EXERCISE INSTRUCTIONS –
From the data below, return the exact lines starting at the line containing "pub fn supplier_id(&self)" and ending at the line containing "single profile iteration", both included, and nothing else.

INPUT –
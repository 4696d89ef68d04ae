//! Canonical data model for supplier feed processing.

use crate::config::Currency;
use serde::Serialize;

/// One parsed line of a raw feed: an ordered sequence of string fields with
/// no semantic meaning until mapped through a supplier layout.
pub type RawRow = Vec<String>;

/// The canonical product record every supplier feed normalizes into.
///
/// Invariants after aggregation/enrichment:
/// - `lookup_code` contains only upper-case alphanumerics
/// - `stock` is non-negative
/// - `price` may be NaN for unparseable inputs; pricing coerces NaN to zero
///   and never lets it reach an output artifact
#[derive(Debug, Clone, PartialEq)]
pub struct NormalizedRecord {
    /// Supplier product code, trimmed and upper-cased
    pub code: String,
    /// Manufacturer/search code; defaults to `code` when the feed lacks one
    pub lookup_code: String,
    pub brand: String,
    pub name: String,
    pub stock: i64,
    pub price: f64,
}

impl NormalizedRecord {
    /// Grouping key over every field except stock, used to collapse
    /// warehouse duplicates in single-file feeds. The price component is
    /// compared bitwise so NaN prices group together.
    pub fn dedup_key(&self) -> (String, String, String, String, u64) {
        (
            self.code.clone(),
            self.lookup_code.clone(),
            self.brand.clone(),
            self.name.clone(),
            self.price.to_bits(),
        )
    }
}

/// The post-aggregation, post-merge, post-enrichment product table for one
/// supplier run.
///
/// Built exactly once per run and shared read-only across all profile
/// iterations; pricing always operates on an owned copy of the records.
#[derive(Debug, Clone)]
pub struct BaseTable {
    supplier: String,
    supplier_id: Option<i64>,
    records: Vec<NormalizedRecord>,
}

impl BaseTable {
    pub fn new(
        supplier: impl Into<String>,
        supplier_id: Option<i64>,
        records: Vec<NormalizedRecord>,
    ) -> Self {
        Self {
            supplier: supplier.into(),
            supplier_id,
            records,
        }
    }

    pub fn supplier(&self) -> &str {
        &self.supplier
    }

    pub fn supplier_id(&self) -> Option<i64> {
        self.supplier_id
    }

    pub fn records(&self) -> &[NormalizedRecord] {
        &self.records
    }

    pub fn len(&self) -> usize {
        self.records.len()
    }

    pub fn is_empty(&self) -> bool {
        self.records.is_empty()
    }

    /// Owned copy of the records for a single profile iteration
    pub fn records_owned(&self) -> Vec<NormalizedRecord> {
        self.records.clone()
    }
}

/// Profile output projected onto its configured column set; cells are
/// already formatted for serialization.
#[derive(Debug, Clone, Default)]
pub struct OutputTable {
    pub headers: Vec<String>,
    pub rows: Vec<Vec<String>>,
}

impl OutputTable {
    pub fn len(&self) -> usize {
        self.rows.len()
    }

    pub fn is_empty(&self) -> bool {
        self.rows.is_empty()
    }
}

/// One uploaded artifact, returned as part of the run summary. Ephemeral:
/// not persisted beyond the run's result.
#[derive(Debug, Clone, Serialize)]
pub struct PublishedArtifact {
    pub profile: String,
    pub factor: f64,
    pub currency: Currency,
    pub key: String,
    pub url: String,
}
//! Tests for record normalization, aggregation and enrichment

pub mod processor_tests;

use crate::app::models::NormalizedRecord;

/// Build a record with sensible defaults for aggregation tests
pub fn record(code: &str, stock: i64, price: f64) -> NormalizedRecord {
    NormalizedRecord {
        code: code.to_string(),
        lookup_code: code.to_string(),
        brand: "BRAND".to_string(),
        name: "part".to_string(),
        stock,
        price,
    }
}
//! Sonaplex library - Audio-reactive particle constellation

pub mod audio;
pub mod cli;
pub mod cloud;
pub mod params;
pub mod rendering;
pub mod scene;
pub mod settings;
pub mod spectrum;
//! Audio synthesis and spectrum analysis.
//!
//! A Glicol composition is rendered through cpal; the output samples are
//! tapped into an FFT thread that publishes raw per-band magnitudes for the
//! render loop to consume once per frame.

mod fft;
mod synthesis;
mod system;

pub use system::AudioSystem;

SOLUTION TO THE PROBLEM –
    pub fn supplier_id(&self) -> Option<i64> {
        self.supplier_id
    }

    pub fn records(&self) -> &[NormalizedRecord] {
        &self.records
    }

    pub fn len(&self) -> usize {
        self.records.len()
    }

    pub fn is_empty(&self) -> bool {
        self.records.is_empty()
    }

    /// Owned copy of the records for a single profile iteration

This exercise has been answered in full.